NOTES
TO CONDENSED CONSOLIDATED FINANCIAL STATEMENTS
FOR
THE NINE MONTHS ENDED SEPTEMBER 30, 2018 AND 2017 (UNAUDITED)
(Currency
expressed in United States Dollars (“US$”), except for number of shares)
The
accompanying unaudited condensed consolidated financial statements have been prepared by management in accordance with both accounting
principles generally accepted in the United States (“GAAP”), and the instructions to Form 10-Q and Rule 10-01 of Regulation
S-X. Certain information and note disclosures normally included in audited financial statements prepared in accordance with generally
accepted accounting principles have been condensed or omitted pursuant to those rules and regulations, although the Company believes
that the disclosures made are adequate to make the information not misleading.
In the opinion of management, the
balance sheet as of September 30, 2018 which has been derived from both audited and unaudited financial statements
and these unaudited condensed consolidated financial statements reflect all normal and recurring adjustments considered necessary
to state fairly the results for the periods presented. The results for the period ended September 30, 2018 are not necessarily
indicative of the results to be expected for the entire fiscal year ending December 31, 2018 or for any future period.
These
unaudited condensed consolidated financial statements and notes thereto should be read in conjunction with the Management’s
Discussion and the audited financial statements and notes thereto included in the Form 10-K for the year ended December 31, 2017.
2.
|
DESCRIPTION
OF BUSINESS AND ORGANIZATION
|
United
Royale Holdings Corp., formerly known as Bosy Holdings Corp. (“the Company”, “we”, “us” or
“our”) was incorporated in the State of Nevada on June 23, 2015. We intend to offer planting and cultivation services
to land owners in regards to the planting and cultivation of Aquilaria Subintegra & Aquilaria Sinensis trees. We also intend
to provide services relating to the extraction of Agarwood from such trees through a process known as “inoculation.”
On
September 30, 2018, the Company and Mr. CHEN Zheru, representing the sole shareholder of IV Enterprises Development Limited, a
Seychelles corporation (“IVED”), entered into a Sale and Purchase Agreement, pursuant to which the Company acquired
100% (one hundred percent) of the shareholding of IVED. IVED provides tree nurseries, including planting, cultivation and inoculation
services through its wholly-owned subsidiary, Oudh Tech Sdn Bhd, in Malaysia.

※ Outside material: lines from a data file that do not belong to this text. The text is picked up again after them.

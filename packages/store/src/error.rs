use thiserror::Error;

/// Errors raised by the storage backends and the recipe notebook.
#[derive(Debug, Error)]
pub enum StoreError {
    #[error("storage I/O failed: {0}")]
    Io(#[from] std::io::Error),

    #[error("invalid JSON: {0}")]
    Json(#[from] serde_json::Error),

    #[error("local storage is unavailable: {0}")]
    Unavailable(String),

    #[error("Invalid file format. Please select a valid JSON file.")]
    NotAnArray,

    #[error("No recipes to export!")]
    NothingToExport,

    #[error("recipe {0} not found")]
    NotFound(String),
}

The acquisition is completed on September 30, 2018.
Mr.
CHEN Zheru is the common director and major shareholder of the Company and IVED. As a result of this common ownership and in accordance
with the FASB Accounting Standards Codification Section 805
“Business Combination”
, the transaction is being
treated as a combination between entities under common control. The recognized assets and liabilities were transferred at their
carrying amounts at the date of the transaction. The equity accounts of the combining entities are combined. Further, the companies
will be combined retrospectively for prior year comparative information as if the transaction had occurred on January 1, 2017.
3.
|
SUMMARY
OF SIGNIFICANT ACCOUNTING POLICIES
|
Basis
of presentation
The
accompanying financial statements are prepared in accordance with generally accepted accounting principles in the United States
of America (“US GAAP”).
The
accompanying financial statements include the accounts of the Company and its wholly-owned subsidiaries. Intercompany transactions
and balances were eliminated in consolidation.
Below
is the organization chart of the Group.
Use
of estimates
Management
uses estimates and assumptions in preparing these financial statements in accordance with US GAAP. Those estimates and assumptions
affect the reported amounts of assets and liabilities, the disclosure of contingent assets and liabilities in the balance sheet,
and the reported revenue and expenses during the periods reported. Actual results may differ from these estimates.
Cash
and cash equivalents
Cash
and cash equivalents are carried at cost and represent cash on hand, demand deposits placed with banks or other financial institutions
and all highly liquid investments with an original maturity of three months or less as of the purchase date of such investments.
Our
deposit is currently deposit in HSBC Hong Kong, and there is a Deposit Protection Scheme protects our eligible deposits held with
bank in Hong Kong which is members of the Scheme. The scheme will pay us a compensation up to a limit of HKD500,000, which is
equivalent to $64,102, if HSBC Hong Kong fails.
Plant
and equipment
Plant
and equipment are stated at cost less accumulated depreciation and impairment. Depreciation of plant, equipment and software are
calculated on the straight-line method over their estimated useful lives or lease terms generally as follows:
Classification
|
|
Useful
Life
|
Computer
and Software
|
|
3
years
|
Equipment
|
|
10
years
|
The
Company purchased 2 computers at the end of June 2017, and the computers has been subject to depreciation since the utilization
in July 2017. Expenditures for maintenance and repairs will be expensed as incurred.
Biological
Assets
Biological
Assets of the Company comprise of agarwood sapling and plantation cost of agarwood.
Bearer
plants of agarwood are measured at cost. Cost of bearer plants consists of accumulated planation development costs incurred from
commencement of planting of seedlings up to maturity of the crop cultivated. Capitalization of planation development and other
operating costs ceases upon commencement of commercial harvesting, which range from 7 to 9 years.
When
a bearer crop has harvested and is replanted, the carry amount of the old bearer crop is derecognized, the new bearer crop is
treated as a replacement of the old bearer crop and capitalized.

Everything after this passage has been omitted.